Meet Cambodia’s ‘Rubbish Man’: he runs a school where children pay for their education in recycled waste materials
About 65 kids are enrolled at the school, where classroom walls are made of painted car tyres and the entrance adorned with a mural of the Cambodian flag made entirely from colourful bottle caps

Sitting in a building made from used tyres, plastic bottles and old trainers, Cambodian student Roeun Bunthon jots down notes during an English lesson at the “Rubbish School” where tuition is paid for with trash instead of cash.
In return, needy kids like Bunthon, a former street beggar, can take computer, mathematics and language classes – and learn the value of reducing waste in a notoriously polluted country where recycling is nearly non-existent.
“I’ve stopped begging … it’s like I have another chance,” said Bunthon, who paid for his enrolment with a bag of discarded bottle caps.

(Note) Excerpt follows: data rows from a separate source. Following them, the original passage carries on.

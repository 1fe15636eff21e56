//! Raw HTML passthrough.
//!
//! Assistant replies sometimes embed HTML (`<h2>`, `<hr>`, `<table>`). Known
//! structural tags become render nodes, formatting tags become marks, and
//! every other tag is dropped while its text is kept. Table cells go through
//! [`TableCell`] like markdown cells do.

use std::sync::OnceLock;

use regex::Regex;

use super::node::{Inline, RenderNode, TableRow};
use super::table_cell::{CellDisplay, TableCell};

/// Inline formatting mark a tag maps to.
#[derive(Debug, Clone, Copy, PartialEq, Eq)]
pub enum MarkTag {
    Strong,
    Emphasis,
    Strikethrough,
    Code,
}

/// Meaning of a single inline HTML tag.
#[derive(Debug, Clone, Copy, PartialEq, Eq)]
pub enum InlineTag {
    Break,
    Open(MarkTag),
    Close(MarkTag),
    /// Anything else; rendered as nothing.
    Ignored,
}

fn tag_regex() -> &'static Regex {
    static TAG: OnceLock<Regex> = OnceLock::new();
    TAG.get_or_init(|| {
        Regex::new(r"(?s)<(/?)([A-Za-z][A-Za-z0-9]*)\b[^>]*>|<!--.*?-->")
            .expect("Invalid regex pattern")
    })
}

fn mark_for(name: &str) -> Option<MarkTag> {
    match name {
        "b" | "strong" => Some(MarkTag::Strong),
        "i" | "em" => Some(MarkTag::Emphasis),
        "s" | "del" | "strike" => Some(MarkTag::Strikethrough),
        "code" | "kbd" => Some(MarkTag::Code),
        _ => None,
    }
}

/// Classify one inline HTML fragment such as `<br>` or `</em>`.
pub fn classify_inline(fragment: &str) -> InlineTag {
    let Some(caps) = tag_regex().captures(fragment.trim()) else {
        return InlineTag::Ignored;
    };
    let Some(name) = caps.get(2).map(|m| m.as_str().to_ascii_lowercase()) else {
        return InlineTag::Ignored;
    };
    let closing = caps.get(1).is_some_and(|m| !m.as_str().is_empty());

    if name == "br" {
        return InlineTag::Break;
    }
    match (mark_for(&name), closing) {
        (Some(mark), false) => InlineTag::Open(mark),
        (Some(mark), true) => InlineTag::Close(mark),
        (None, _) => InlineTag::Ignored,
    }
}

/// Replace the common character entities.
pub fn decode_entities(text: &str) -> String {
    text.replace("&nbsp;", " ")
        .replace("&lt;", "<")
        .replace("&gt;", ">")
        .replace("&quot;", "\"")
        .replace("&#39;", "'")
        .replace("&amp;", "&")
}

/// An open `<ul>` or `<ol>`.
struct OpenList {
    ordered: Option<u64>,
    items: Vec<Vec<RenderNode>>,
}

/// An open `<table>`.
#[derive(Default)]
struct OpenTable {
    rows: Vec<TableRow>,
    cells: Vec<CellDisplay>,
    /// `<th>` cells in the open row.
    header_cells: usize,
    in_head: bool,
}

impl OpenTable {
    fn end_row(&mut self) {
        if self.cells.is_empty() {
            return;
        }
        let header = self.in_head || self.header_cells == self.cells.len();
        self.rows.push(TableRow {
            header,
            cells: std::mem::take(&mut self.cells),
        });
        self.header_cells = 0;
    }
}

/// Raw text of an open `<th>` or `<td>`.
struct OpenCell {
    text: String,
    is_header: bool,
}

impl OpenCell {
    fn push_text(&mut self, raw: &str) {
        let decoded = decode_entities(raw);
        if decoded.starts_with(char::is_whitespace) {
            self.text.push(' ');
        }
        self.text
            .push_str(&decoded.split_whitespace().collect::<Vec<_>>().join(" "));
        if decoded.ends_with(char::is_whitespace) {
            self.text.push(' ');
        }
    }

    /// Cell text with each line trimmed and blank lines dropped.
    fn raw_text(&self) -> String {
        self.text
            .split('\n')
            .map(str::trim)
            .filter(|line| !line.is_empty())
            .collect::<Vec<_>>()
            .join("\n")
    }
}

fn ordered_start(tag: &str) -> u64 {
    static START: OnceLock<Regex> = OnceLock::new();
    let re = START.get_or_init(|| {
        Regex::new(r#"(?i)\bstart\s*=\s*["']?(\d+)"#).expect("Invalid regex pattern")
    });
    re.captures(tag)
        .and_then(|caps| caps.get(1))
        .and_then(|m| m.as_str().parse().ok())
        .unwrap_or(1)
}

/// Builds nodes while walking an HTML block.
struct BlockBuilder {
    nodes: Vec<RenderNode>,
    inlines: Vec<Inline>,
    text: String,
    heading: Option<u8>,
    in_paragraph: bool,
    lists: Vec<OpenList>,
    table: Option<OpenTable>,
    cell: Option<OpenCell>,
}

impl BlockBuilder {
    fn new() -> Self {
        Self {
            nodes: Vec::new(),
            inlines: Vec::new(),
            text: String::new(),
            heading: None,
            in_paragraph: false,
            lists: Vec::new(),
            table: None,
            cell: None,
        }
    }

    fn push_text(&mut self, raw: &str) {
        if let Some(cell) = self.cell.as_mut() {
            cell.push_text(raw);
            return;
        }
        let decoded = decode_entities(raw);
        if decoded.starts_with(char::is_whitespace) {
            self.space();
        }
        let mut words = decoded.split_whitespace().peekable();
        while let Some(word) = words.next() {
            self.text.push_str(word);
            if words.peek().is_some() {
                self.text.push(' ');
            }
        }
        if decoded.ends_with(char::is_whitespace) {
            self.space();
        }
    }

    /// Collapse whitespace around tags into a single separating space.
    fn space(&mut self) {
        if !self.text.is_empty() && !self.text.ends_with(' ') {
            self.text.push(' ');
        }
    }

    fn take_text(&mut self) {
        let text = std::mem::take(&mut self.text);
        let trimmed = text.trim_end();
        if !trimmed.is_empty() {
            self.inlines.push(Inline::plain(trimmed));
        }
    }

    fn line_break(&mut self) {
        self.take_text();
        if !self.inlines.is_empty() {
            self.inlines.push(Inline::Break);
        }
    }

    fn flush(&mut self) {
        self.take_text();
        while matches!(self.inlines.last(), Some(Inline::Break)) {
            self.inlines.pop();
        }
        if self.inlines.is_empty() {
            return;
        }
        let content = std::mem::take(&mut self.inlines);
        let node = match self.heading {
            Some(level) => RenderNode::Heading { level, content },
            None if self.in_paragraph => RenderNode::Paragraph(content),
            None => RenderNode::InlineText(content),
        };
        self.emit(node);
    }

    /// Attach a node to the open list item, or to the output.
    fn emit(&mut self, node: RenderNode) {
        match self.lists.last_mut().and_then(|list| list.items.last_mut()) {
            Some(item) => item.push(node),
            None => self.nodes.push(node),
        }
    }

    fn end_cell(&mut self) {
        let Some(cell) = self.cell.take() else { return };
        let table = self.table.get_or_insert_with(OpenTable::default);
        let is_header = cell.is_header || table.in_head;
        if cell.is_header {
            table.header_cells += 1;
        }
        table
            .cells
            .push(TableCell::new(cell.raw_text(), is_header).format());
    }

    fn end_table(&mut self) {
        self.end_cell();
        let Some(mut table) = self.table.take() else { return };
        table.end_row();
        if !table.rows.is_empty() {
            self.emit(RenderNode::Table { rows: table.rows });
        }
    }

    fn end_list(&mut self) {
        self.flush();
        if let Some(list) = self.lists.pop() {
            if !list.items.is_empty() {
                self.emit(RenderNode::List {
                    ordered: list.ordered,
                    items: list.items,
                });
            }
        }
    }

    /// Tags met inside a cell. Returns false when the tag also ends the cell.
    fn cell_tag(&mut self, name: &str, closing: bool) -> bool {
        let Some(cell) = self.cell.as_mut() else {
            return false;
        };
        match name {
            "br" => cell.text.push('\n'),
            "li" if !closing => cell.text.push_str("\n- "),
            "p" | "div" | "li" | "ul" | "ol" => cell.text.push('\n'),
            "th" | "td" | "tr" | "thead" | "tbody" | "tfoot" | "table" => return false,
            _ => {}
        }
        true
    }

    fn tag(&mut self, name: &str, closing: bool, whole: &str) {
        if self.cell_tag(name, closing) {
            return;
        }
        match name {
            "br" => self.line_break(),
            "hr" => {
                self.flush();
                self.emit(RenderNode::HorizontalRule);
            }
            "h1" | "h2" | "h3" | "h4" | "h5" | "h6" => {
                self.flush();
                self.heading = if closing {
                    None
                } else {
                    name[1..].parse().ok()
                };
            }
            "table" => {
                self.flush();
                self.end_table();
                if !closing {
                    self.table = Some(OpenTable::default());
                }
            }
            "thead" => {
                self.end_cell();
                if let Some(table) = self.table.as_mut() {
                    table.end_row();
                    table.in_head = !closing;
                }
            }
            "tr" | "tbody" | "tfoot" => {
                self.flush();
                self.end_cell();
                if let Some(table) = self.table.as_mut() {
                    table.end_row();
                }
            }
            "th" | "td" => {
                self.flush();
                self.end_cell();
                if !closing {
                    self.cell = Some(OpenCell {
                        text: String::new(),
                        is_header: name == "th",
                    });
                }
            }
            "ul" | "ol" => {
                if closing {
                    self.end_list();
                } else {
                    self.flush();
                    let ordered = (name == "ol").then(|| ordered_start(whole));
                    self.lists.push(OpenList {
                        ordered,
                        items: Vec::new(),
                    });
                }
            }
            "li" => {
                self.flush();
                self.in_paragraph = false;
                if !closing {
                    if let Some(list) = self.lists.last_mut() {
                        list.items.push(Vec::new());
                    }
                }
            }
            "p" | "div" | "section" | "article" => {
                self.flush();
                self.in_paragraph = !closing && name == "p";
            }
            _ => {}
        }
    }

    /// Close whatever the block left open.
    fn finish(mut self) -> Vec<RenderNode> {
        self.flush();
        self.end_table();
        while !self.lists.is_empty() {
            self.end_list();
        }
        self.nodes
    }
}

/// Convert an HTML block into render nodes.
pub fn block_nodes(html: &str) -> Vec<RenderNode> {
    let mut builder = BlockBuilder::new();
    let mut last = 0;

    for caps in tag_regex().captures_iter(html) {
        let Some(whole) = caps.get(0) else { continue };
        builder.push_text(&html[last..whole.start()]);
        last = whole.end();

        // Comments have no name group.
        if let Some(name) = caps.get(2) {
            let closing = caps.get(1).is_some_and(|m| !m.as_str().is_empty());
            builder.tag(&name.as_str().to_ascii_lowercase(), closing, whole.as_str());
        }
    }
    builder.push_text(&html[last..]);
    builder.finish()
}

Located in a lush national park, the Coconut School is built almost entirely from recycled waste and is the brainchild of Ouk Vanday, nicknamed “the Rubbish Man”, a former hotel manager who dreams of a trash-free Cambodia.
About 65 kids are enrolled at the school, where classroom walls are made of painted car tyres and the entrance adorned with a mural of the Cambodian flag made entirely from colourful bottle caps.